§ **WHAT IS BEING ASKED**: Please state the number of lines in the entries below where the word "testing" appears. Include nothing else.

§ **Stored dataset items**:
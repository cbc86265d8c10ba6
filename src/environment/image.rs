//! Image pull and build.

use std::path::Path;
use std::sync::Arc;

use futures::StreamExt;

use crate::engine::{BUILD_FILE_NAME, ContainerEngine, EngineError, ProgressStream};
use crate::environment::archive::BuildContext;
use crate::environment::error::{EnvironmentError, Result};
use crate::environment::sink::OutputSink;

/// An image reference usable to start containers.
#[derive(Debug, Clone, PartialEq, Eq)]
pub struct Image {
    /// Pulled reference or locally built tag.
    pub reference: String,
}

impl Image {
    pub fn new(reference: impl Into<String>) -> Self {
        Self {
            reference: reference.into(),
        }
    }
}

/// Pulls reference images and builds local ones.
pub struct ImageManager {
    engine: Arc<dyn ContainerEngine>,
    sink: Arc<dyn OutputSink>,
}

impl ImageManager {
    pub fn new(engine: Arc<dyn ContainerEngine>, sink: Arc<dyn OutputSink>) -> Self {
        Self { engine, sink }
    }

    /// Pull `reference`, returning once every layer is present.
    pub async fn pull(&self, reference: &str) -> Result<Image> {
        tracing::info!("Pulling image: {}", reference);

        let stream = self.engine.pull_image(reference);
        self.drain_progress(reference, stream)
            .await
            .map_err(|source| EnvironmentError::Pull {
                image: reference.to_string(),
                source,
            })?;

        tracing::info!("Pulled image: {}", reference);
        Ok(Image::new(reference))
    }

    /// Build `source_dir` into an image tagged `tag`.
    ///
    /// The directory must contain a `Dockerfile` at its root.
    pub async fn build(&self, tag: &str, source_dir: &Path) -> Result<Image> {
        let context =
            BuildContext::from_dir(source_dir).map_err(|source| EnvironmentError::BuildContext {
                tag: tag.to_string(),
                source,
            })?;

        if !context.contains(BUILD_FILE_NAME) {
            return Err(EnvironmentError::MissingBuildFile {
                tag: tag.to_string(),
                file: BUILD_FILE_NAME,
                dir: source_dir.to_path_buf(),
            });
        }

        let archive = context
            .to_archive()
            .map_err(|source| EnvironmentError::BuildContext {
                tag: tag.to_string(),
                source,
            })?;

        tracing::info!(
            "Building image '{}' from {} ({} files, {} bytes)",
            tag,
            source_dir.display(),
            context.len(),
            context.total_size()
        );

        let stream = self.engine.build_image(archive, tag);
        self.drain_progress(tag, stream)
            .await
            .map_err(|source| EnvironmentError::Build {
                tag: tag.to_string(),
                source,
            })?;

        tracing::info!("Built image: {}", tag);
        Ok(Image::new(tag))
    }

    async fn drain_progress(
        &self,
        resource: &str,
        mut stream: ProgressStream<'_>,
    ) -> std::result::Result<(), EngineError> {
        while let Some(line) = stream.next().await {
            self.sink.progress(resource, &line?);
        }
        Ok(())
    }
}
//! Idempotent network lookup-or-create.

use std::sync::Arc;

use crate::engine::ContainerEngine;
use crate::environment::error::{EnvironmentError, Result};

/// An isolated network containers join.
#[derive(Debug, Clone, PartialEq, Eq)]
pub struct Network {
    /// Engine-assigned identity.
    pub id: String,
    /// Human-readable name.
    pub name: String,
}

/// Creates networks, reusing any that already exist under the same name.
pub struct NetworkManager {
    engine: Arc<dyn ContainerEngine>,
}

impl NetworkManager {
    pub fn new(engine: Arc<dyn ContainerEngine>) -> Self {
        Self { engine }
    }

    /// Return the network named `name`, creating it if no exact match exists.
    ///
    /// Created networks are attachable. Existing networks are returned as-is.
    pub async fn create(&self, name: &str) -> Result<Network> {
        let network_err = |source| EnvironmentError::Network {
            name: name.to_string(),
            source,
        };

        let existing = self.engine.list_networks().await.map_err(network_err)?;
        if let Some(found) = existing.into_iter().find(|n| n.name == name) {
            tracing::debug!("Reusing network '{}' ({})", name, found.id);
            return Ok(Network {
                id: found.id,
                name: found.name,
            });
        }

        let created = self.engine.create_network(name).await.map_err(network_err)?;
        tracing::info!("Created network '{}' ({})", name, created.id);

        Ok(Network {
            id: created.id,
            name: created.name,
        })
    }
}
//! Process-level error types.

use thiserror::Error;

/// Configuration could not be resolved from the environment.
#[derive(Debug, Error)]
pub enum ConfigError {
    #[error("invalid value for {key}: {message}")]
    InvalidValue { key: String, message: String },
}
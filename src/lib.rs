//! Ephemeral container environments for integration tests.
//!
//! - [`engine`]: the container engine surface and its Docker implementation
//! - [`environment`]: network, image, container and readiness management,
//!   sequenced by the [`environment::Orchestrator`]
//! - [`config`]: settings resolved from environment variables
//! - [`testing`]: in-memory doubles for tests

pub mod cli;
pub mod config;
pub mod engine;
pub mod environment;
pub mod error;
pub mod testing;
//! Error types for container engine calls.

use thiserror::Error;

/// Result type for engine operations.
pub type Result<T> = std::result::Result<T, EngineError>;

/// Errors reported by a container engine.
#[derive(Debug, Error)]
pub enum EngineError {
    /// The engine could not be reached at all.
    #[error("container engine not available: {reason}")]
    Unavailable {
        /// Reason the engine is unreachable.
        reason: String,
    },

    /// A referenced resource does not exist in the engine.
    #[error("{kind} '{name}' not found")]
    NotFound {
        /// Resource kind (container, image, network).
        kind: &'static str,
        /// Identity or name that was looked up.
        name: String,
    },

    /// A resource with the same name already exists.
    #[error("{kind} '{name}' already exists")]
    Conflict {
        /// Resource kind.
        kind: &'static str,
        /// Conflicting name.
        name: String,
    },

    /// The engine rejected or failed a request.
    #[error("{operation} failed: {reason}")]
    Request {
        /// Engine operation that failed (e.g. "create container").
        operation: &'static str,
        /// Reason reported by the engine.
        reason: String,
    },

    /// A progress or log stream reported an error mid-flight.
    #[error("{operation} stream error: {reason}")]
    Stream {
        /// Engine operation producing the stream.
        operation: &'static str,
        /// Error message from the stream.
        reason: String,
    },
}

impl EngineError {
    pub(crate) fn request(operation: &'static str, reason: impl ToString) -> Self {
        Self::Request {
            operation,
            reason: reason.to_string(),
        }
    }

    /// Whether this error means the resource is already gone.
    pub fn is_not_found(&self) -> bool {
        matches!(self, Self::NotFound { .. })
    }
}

§ **EXERCISE SOLUTION**: 2